▶ **AIM OF THE EXERCISE**:
Of all the lines below, return only those starting with the line holding "out.push_str(html);" and going on through the line holding "el.value = Some(v.to_string());", exactly as written.

---- DATA RECORDS

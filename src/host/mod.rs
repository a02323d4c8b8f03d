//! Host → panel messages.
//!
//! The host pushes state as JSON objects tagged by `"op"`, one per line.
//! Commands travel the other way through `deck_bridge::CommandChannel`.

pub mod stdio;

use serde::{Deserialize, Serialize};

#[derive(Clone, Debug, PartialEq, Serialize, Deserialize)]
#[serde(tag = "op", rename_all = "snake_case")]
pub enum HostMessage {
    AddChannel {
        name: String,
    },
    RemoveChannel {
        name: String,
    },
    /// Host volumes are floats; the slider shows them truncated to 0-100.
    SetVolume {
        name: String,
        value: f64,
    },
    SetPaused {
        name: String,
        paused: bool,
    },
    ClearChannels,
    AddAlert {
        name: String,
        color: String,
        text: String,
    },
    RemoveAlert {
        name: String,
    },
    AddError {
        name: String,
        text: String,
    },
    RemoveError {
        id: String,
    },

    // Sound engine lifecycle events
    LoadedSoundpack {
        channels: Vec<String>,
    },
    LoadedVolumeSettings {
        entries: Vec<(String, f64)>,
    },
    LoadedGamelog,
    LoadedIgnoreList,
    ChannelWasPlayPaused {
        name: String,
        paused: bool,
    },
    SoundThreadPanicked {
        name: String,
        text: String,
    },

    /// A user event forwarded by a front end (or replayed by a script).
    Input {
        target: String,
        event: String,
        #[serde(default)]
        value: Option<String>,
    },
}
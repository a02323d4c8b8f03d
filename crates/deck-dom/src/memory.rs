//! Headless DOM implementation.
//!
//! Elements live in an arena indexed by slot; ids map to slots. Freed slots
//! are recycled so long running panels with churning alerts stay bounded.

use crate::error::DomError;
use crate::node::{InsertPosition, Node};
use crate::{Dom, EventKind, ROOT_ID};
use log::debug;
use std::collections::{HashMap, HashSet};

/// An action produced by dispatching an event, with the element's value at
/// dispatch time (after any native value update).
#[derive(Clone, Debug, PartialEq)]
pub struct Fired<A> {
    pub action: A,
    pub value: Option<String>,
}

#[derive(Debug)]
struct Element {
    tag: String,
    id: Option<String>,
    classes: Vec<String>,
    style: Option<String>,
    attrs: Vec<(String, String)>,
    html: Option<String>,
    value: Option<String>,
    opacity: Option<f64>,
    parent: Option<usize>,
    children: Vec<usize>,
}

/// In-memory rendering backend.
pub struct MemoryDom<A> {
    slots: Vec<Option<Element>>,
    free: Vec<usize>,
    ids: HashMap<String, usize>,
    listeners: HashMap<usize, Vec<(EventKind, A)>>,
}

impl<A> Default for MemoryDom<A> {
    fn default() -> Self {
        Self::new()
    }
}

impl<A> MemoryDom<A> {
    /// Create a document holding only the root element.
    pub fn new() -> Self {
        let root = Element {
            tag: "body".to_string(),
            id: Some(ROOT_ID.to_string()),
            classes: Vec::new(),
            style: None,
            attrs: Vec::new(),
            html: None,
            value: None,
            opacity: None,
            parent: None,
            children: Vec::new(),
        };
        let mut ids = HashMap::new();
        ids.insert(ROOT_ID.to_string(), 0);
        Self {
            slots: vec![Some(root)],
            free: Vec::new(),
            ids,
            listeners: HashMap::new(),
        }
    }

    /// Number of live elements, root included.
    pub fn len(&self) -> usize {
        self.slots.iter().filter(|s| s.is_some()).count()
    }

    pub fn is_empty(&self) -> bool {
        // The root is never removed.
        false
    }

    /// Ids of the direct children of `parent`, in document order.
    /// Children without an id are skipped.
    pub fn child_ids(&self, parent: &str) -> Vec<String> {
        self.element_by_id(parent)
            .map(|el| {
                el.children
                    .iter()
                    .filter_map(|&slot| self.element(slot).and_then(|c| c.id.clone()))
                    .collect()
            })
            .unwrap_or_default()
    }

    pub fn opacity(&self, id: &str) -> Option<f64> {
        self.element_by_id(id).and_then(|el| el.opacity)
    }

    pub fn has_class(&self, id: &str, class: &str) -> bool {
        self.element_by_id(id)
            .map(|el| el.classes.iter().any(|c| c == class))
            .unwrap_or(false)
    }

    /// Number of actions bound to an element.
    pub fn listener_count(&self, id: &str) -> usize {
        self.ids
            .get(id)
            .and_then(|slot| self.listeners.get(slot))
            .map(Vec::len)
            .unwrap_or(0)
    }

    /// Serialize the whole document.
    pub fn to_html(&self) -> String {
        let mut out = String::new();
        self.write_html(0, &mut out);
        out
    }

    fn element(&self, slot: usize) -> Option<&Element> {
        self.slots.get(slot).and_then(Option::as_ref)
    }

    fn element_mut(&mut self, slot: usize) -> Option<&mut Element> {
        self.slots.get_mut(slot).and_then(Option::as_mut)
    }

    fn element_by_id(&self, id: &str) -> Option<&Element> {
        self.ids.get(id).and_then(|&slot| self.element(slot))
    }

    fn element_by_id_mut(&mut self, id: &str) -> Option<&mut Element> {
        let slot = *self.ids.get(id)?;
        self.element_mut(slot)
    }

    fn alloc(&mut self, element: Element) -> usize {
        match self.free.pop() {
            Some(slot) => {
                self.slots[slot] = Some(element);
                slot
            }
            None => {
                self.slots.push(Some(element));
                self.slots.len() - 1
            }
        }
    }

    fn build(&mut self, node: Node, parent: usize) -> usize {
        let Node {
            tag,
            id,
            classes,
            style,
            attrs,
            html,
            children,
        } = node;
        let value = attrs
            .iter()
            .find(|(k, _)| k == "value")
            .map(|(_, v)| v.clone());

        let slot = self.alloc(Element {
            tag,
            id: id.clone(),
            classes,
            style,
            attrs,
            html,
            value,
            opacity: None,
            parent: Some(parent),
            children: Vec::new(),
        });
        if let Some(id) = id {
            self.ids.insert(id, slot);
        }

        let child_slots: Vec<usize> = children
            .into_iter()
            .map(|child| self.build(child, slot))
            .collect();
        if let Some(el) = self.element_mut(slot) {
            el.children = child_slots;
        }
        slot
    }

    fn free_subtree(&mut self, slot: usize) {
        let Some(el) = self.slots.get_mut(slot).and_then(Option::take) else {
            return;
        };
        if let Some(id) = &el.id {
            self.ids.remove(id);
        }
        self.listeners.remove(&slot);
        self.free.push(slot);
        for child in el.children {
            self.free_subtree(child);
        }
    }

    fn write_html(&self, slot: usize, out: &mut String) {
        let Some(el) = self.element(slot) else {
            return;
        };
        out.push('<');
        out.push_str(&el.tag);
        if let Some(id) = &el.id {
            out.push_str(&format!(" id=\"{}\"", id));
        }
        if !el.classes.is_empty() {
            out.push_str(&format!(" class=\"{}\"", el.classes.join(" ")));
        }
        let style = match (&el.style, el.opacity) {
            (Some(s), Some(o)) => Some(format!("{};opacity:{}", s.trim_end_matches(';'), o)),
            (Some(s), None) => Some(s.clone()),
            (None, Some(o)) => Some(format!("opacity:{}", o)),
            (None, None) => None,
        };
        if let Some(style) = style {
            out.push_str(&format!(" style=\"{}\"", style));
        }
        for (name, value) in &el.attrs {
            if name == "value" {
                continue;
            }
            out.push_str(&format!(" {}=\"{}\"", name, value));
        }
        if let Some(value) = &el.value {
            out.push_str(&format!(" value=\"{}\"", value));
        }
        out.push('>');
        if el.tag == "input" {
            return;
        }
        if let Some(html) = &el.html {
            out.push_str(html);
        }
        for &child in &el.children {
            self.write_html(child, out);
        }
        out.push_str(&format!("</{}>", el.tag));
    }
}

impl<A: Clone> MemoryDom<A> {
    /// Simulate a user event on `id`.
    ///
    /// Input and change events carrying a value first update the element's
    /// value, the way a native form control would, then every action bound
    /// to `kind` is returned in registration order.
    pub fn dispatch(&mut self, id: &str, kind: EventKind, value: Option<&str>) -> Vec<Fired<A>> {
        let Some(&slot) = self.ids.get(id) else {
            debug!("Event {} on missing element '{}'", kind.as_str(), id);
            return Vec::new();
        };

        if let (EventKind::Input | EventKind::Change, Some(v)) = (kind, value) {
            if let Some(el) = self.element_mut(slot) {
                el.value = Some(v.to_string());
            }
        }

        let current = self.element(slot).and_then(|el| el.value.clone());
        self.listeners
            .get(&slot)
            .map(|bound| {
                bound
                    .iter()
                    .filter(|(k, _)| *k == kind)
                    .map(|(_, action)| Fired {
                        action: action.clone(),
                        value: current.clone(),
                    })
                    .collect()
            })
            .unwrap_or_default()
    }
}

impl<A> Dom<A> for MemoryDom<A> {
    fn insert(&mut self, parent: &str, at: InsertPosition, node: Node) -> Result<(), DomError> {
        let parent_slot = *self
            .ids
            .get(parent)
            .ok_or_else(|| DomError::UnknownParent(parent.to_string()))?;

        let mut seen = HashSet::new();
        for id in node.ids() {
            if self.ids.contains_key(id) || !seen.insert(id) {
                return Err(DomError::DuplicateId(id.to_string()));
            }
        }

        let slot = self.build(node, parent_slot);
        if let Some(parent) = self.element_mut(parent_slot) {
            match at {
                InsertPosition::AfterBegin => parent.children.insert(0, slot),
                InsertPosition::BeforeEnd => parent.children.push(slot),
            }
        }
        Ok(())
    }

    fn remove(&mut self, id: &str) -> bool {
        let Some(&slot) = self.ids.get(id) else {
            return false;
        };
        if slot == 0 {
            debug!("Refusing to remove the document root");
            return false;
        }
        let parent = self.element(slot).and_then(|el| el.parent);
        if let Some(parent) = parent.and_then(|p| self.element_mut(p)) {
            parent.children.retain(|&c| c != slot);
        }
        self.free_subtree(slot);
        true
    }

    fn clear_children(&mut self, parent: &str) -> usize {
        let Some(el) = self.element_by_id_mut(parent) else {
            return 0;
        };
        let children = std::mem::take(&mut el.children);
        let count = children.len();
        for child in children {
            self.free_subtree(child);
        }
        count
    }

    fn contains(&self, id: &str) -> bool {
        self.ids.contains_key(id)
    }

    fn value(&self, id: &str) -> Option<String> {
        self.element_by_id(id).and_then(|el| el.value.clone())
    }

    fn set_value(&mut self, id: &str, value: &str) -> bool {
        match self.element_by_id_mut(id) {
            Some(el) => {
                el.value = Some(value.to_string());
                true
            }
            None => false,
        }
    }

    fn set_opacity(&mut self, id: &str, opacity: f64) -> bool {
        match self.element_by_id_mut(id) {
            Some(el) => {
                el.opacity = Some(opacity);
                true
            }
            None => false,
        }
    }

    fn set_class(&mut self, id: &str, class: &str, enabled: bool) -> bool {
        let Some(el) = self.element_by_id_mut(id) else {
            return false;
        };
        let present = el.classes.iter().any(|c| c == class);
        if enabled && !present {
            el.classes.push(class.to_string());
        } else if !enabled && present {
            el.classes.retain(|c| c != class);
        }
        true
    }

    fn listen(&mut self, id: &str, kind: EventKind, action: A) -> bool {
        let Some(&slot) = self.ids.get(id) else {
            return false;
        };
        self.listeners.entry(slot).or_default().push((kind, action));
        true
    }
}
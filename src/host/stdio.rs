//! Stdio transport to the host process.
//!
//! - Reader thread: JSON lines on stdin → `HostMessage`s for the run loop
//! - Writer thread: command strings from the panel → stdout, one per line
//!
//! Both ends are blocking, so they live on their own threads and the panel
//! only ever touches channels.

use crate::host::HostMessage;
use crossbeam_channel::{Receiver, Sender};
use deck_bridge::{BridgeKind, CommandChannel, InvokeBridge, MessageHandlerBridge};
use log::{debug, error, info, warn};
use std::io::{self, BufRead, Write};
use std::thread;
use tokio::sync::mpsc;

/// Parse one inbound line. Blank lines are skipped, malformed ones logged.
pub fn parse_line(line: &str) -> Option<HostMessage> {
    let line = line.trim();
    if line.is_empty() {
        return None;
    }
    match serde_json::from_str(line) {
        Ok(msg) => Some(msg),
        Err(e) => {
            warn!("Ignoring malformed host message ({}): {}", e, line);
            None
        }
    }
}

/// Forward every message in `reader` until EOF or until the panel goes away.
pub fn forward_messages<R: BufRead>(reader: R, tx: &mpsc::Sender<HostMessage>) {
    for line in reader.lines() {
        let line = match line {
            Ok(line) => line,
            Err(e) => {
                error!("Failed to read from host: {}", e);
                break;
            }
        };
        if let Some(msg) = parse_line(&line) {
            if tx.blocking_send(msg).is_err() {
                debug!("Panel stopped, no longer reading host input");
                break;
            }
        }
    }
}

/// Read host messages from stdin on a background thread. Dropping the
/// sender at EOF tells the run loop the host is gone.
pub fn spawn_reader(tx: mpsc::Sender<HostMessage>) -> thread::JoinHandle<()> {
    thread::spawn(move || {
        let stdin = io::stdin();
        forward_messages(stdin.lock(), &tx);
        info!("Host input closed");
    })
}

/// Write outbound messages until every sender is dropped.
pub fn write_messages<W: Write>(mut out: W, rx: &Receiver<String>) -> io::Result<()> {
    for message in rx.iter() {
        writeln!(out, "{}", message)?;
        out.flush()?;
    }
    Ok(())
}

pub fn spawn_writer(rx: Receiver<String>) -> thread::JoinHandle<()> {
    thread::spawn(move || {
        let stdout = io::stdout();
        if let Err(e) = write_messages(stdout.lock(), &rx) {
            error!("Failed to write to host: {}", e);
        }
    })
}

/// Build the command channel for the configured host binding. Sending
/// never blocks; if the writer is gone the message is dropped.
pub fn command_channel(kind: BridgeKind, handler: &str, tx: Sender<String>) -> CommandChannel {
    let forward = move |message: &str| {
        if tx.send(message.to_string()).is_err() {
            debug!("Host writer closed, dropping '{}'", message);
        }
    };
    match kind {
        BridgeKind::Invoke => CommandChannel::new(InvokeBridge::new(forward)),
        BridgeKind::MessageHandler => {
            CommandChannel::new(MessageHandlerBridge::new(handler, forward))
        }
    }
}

--------

▶ **OUTPUT**:
            out.push_str(html);
        }
        for &child in &el.children {
            self.write_html(child, out);
        }
        out.push_str(&format!("</{}>", el.tag));
    }
}

impl<A: Clone> MemoryDom<A> {
    /// Simulate a user event on `id`.
    ///
    /// Input and change events carrying a value first update the element's
    /// value, the way a native form control would, then every action bound
    /// to `kind` is returned in registration order.
    pub fn dispatch(&mut self, id: &str, kind: EventKind, value: Option<&str>) -> Vec<Fired<A>> {
        let Some(&slot) = self.ids.get(id) else {
            debug!("Event {} on missing element '{}'", kind.as_str(), id);
            return Vec::new();
        };

        if let (EventKind::Input | EventKind::Change, Some(v)) = (kind, value) {
            if let Some(el) = self.element_mut(slot) {
                el.value = Some(v.to_string());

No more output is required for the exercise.